Task:
With nothing left out, give the data back exactly.

Dataset records:
use super::*;
use crate::server::assembler::team::TeamAssembler;

/// Tests a team with one session and one coach role.
///
/// Verifies both children are embedded one level deep, list links are rendered as
/// arrays, and no child embeds the team back.
///
/// Expected: Ok with `trainingSessions` and `roleCoaches` embedded
#[test]
fn embeds_children_without_cycles() -> Result<(), AssemblyError> {
    let links = link_builder();
    let caller = CapabilitySet::anonymous();
    let assembler = TeamAssembler::new(AssemblyContext::new(&links, &caller));

    let team = team(1, vec![training_session(10, 1, 2)], vec![role_coach(20, 1, 3)]);
    let model = assembler.to_model(&team)?;

    assert_eq!(
        model.embedded_types(),
        vec![ResourceType::TrainingSession, ResourceType::RoleCoach]
    );
    for rel in ["trainingSessions", "roleCoaches"] {
        for child in model.embedded(rel).unwrap().models() {
            assert!(!child.embedded_types().contains(&ResourceType::Team));
        }
    }

    let json = to_json(&model);
    assert_eq!(json["gender"], "F");
    assert_eq!(json["category"], "U15");
    assert_eq!(
        json["_links"]["trainingSessionsList"],
        serde_json::json!([{ "href": "http://localhost:8080/api/training-sessions/10" }])
    );
    assert_eq!(
        json["_links"]["roleCoachesList"],
        serde_json::json!([{ "href": "http://localhost:8080/api/role-coaches/20" }])
    );
    assert_eq!(json["_embedded"]["trainingSessions"][0]["_embedded"]["hall"]["id"], 2);
    assert_eq!(json["_embedded"]["roleCoaches"][0]["_embedded"]["coach"]["id"], 3);

    Ok(())
}

/// Tests a team without sessions or coach roles.
///
/// Expected: Ok with both relations rendered as empty arrays
#[test]
fn childless_team_renders_empty_relations() -> Result<(), AssemblyError> {
    let links = link_builder();
    let caller = CapabilitySet::anonymous();
    let assembler = TeamAssembler::new(AssemblyContext::new(&links, &caller));

    let model = assembler.to_model(&team(1, Vec::new(), Vec::new()))?;
    let json = to_json(&model);

    assert_eq!(json["_embedded"]["trainingSessions"], serde_json::json!([]));
    assert_eq!(json["_embedded"]["roleCoaches"], serde_json::json!([]));
    assert!(json["_links"].get("trainingSessionsList").is_none());

    Ok(())
}

/// Tests team affordances for an admin, including the sub-operations.
///
/// Expected: Ok with declared order and sub-operation targets under the team route
#[test]
fn admin_sees_sub_operations_in_declared_order() -> Result<(), AssemblyError> {
    let links = link_builder();
    let caller = CapabilitySet::admin();
    let assembler = TeamAssembler::new(AssemblyContext::new(&links, &caller));

    let model = assembler.to_model(&team(8, Vec::new(), Vec::new()))?;

    assert_eq!(
        self_affordance_names(&model),
        vec!["deleteTeam", "updateTeam", "addTrainingSession", "addRoleCoach"]
    );
    let add_session = model
        .affordances()
        .find(|a| a.name == "addTrainingSession")
        .unwrap();
    assert_eq!(
        add_session.target,
        "http://localhost:8080/api/teams/8/training-sessions"
    );
    assert!(add_session
        .field("trainingSessionDTORequest.timeSlot.startTime")
        .is_some());
    let add_coach = model.affordances().find(|a| a.name == "addRoleCoach").unwrap();
    assert_eq!(add_coach.target, "http://localhost:8080/api/teams/8/coach");
    assert_eq!(
        add_coach.field("role").unwrap().options,
        &["MAIN", "ASSISTANT", "SUPPORT_STAFF"]
    );

    let json = to_json(&model);
    let templates = json["_templates"].as_object().unwrap();
    assert!(templates.contains_key("createTeam"));
    // Embedded children render their own templates; the team renders only its own.
    assert!(!templates.contains_key("deleteTrainingSession"));

    Ok(())
}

Written response:
use super::*;
use crate::server::assembler::team::TeamAssembler;

/// Tests a team with one session and one coach role.
///
/// Verifies both children are embedded one level deep, list links are rendered as
/// arrays, and no child embeds the team back.
///
/// Expected: Ok with `trainingSessions` and `roleCoaches` embedded
#[test]
fn embeds_children_without_cycles() -> Result<(), AssemblyError> {
    let links = link_builder();
    let caller = CapabilitySet::anonymous();
    let assembler = TeamAssembler::new(AssemblyContext::new(&links, &caller));

    let team = team(1, vec![training_session(10, 1, 2)], vec![role_coach(20, 1, 3)]);
    let model = assembler.to_model(&team)?;

    assert_eq!(
        model.embedded_types(),
        vec![ResourceType::TrainingSession, ResourceType::RoleCoach]
    );
    for rel in ["trainingSessions", "roleCoaches"] {
        for child in model.embedded(rel).unwrap().models() {
            assert!(!child.embedded_types().contains(&ResourceType::Team));
        }
    }

    let json = to_json(&model);
    assert_eq!(json["gender"], "F");
    assert_eq!(json["category"], "U15");
    assert_eq!(
        json["_links"]["trainingSessionsList"],
        serde_json::json!([{ "href": "http://localhost:8080/api/training-sessions/10" }])
    );
    assert_eq!(
        json["_links"]["roleCoachesList"],
        serde_json::json!([{ "href": "http://localhost:8080/api/role-coaches/20" }])
    );
    assert_eq!(json["_embedded"]["trainingSessions"][0]["_embedded"]["hall"]["id"], 2);
    assert_eq!(json["_embedded"]["roleCoaches"][0]["_embedded"]["coach"]["id"], 3);

    Ok(())
}

/// Tests a team without sessions or coach roles.
///
/// Expected: Ok with both relations rendered as empty arrays
#[test]
fn childless_team_renders_empty_relations() -> Result<(), AssemblyError> {
    let links = link_builder();
    let caller = CapabilitySet::anonymous();
    let assembler = TeamAssembler::new(AssemblyContext::new(&links, &caller));

    let model = assembler.to_model(&team(1, Vec::new(), Vec::new()))?;
    let json = to_json(&model);

    assert_eq!(json["_embedded"]["trainingSessions"], serde_json::json!([]));
    assert_eq!(json["_embedded"]["roleCoaches"], serde_json::json!([]));
    assert!(json["_links"].get("trainingSessionsList").is_none());

    Ok(())
}

/// Tests team affordances for an admin, including the sub-operations.
///
/// Expected: Ok with declared order and sub-operation targets under the team route
#[test]
fn admin_sees_sub_operations_in_declared_order() -> Result<(), AssemblyError> {
    let links = link_builder();
    let caller = CapabilitySet::admin();
    let assembler = TeamAssembler::new(AssemblyContext::new(&links, &caller));

    let model = assembler.to_model(&team(8, Vec::new(), Vec::new()))?;

    assert_eq!(
        self_affordance_names(&model),
        vec!["deleteTeam", "updateTeam", "addTrainingSession", "addRoleCoach"]
    );
    let add_session = model
        .affordances()
        .find(|a| a.name == "addTrainingSession")
        .unwrap();
    assert_eq!(
        add_session.target,
        "http://localhost:8080/api/teams/8/training-sessions"
    );
    assert!(add_session
        .field("trainingSessionDTORequest.timeSlot.startTime")
        .is_some());
    let add_coach = model.affordances().find(|a| a.name == "addRoleCoach").unwrap();
    assert_eq!(add_coach.target, "http://localhost:8080/api/teams/8/coach");
    assert_eq!(
        add_coach.field("role").unwrap().options,
        &["MAIN", "ASSISTANT", "SUPPORT_STAFF"]
    );

    let json = to_json(&model);
    let templates = json["_templates"].as_object().unwrap();
    assert!(templates.contains_key("createTeam"));
    // Embedded children render their own templates; the team renders only its own.
    assert!(!templates.contains_key("deleteTrainingSession"));

    Ok(())
}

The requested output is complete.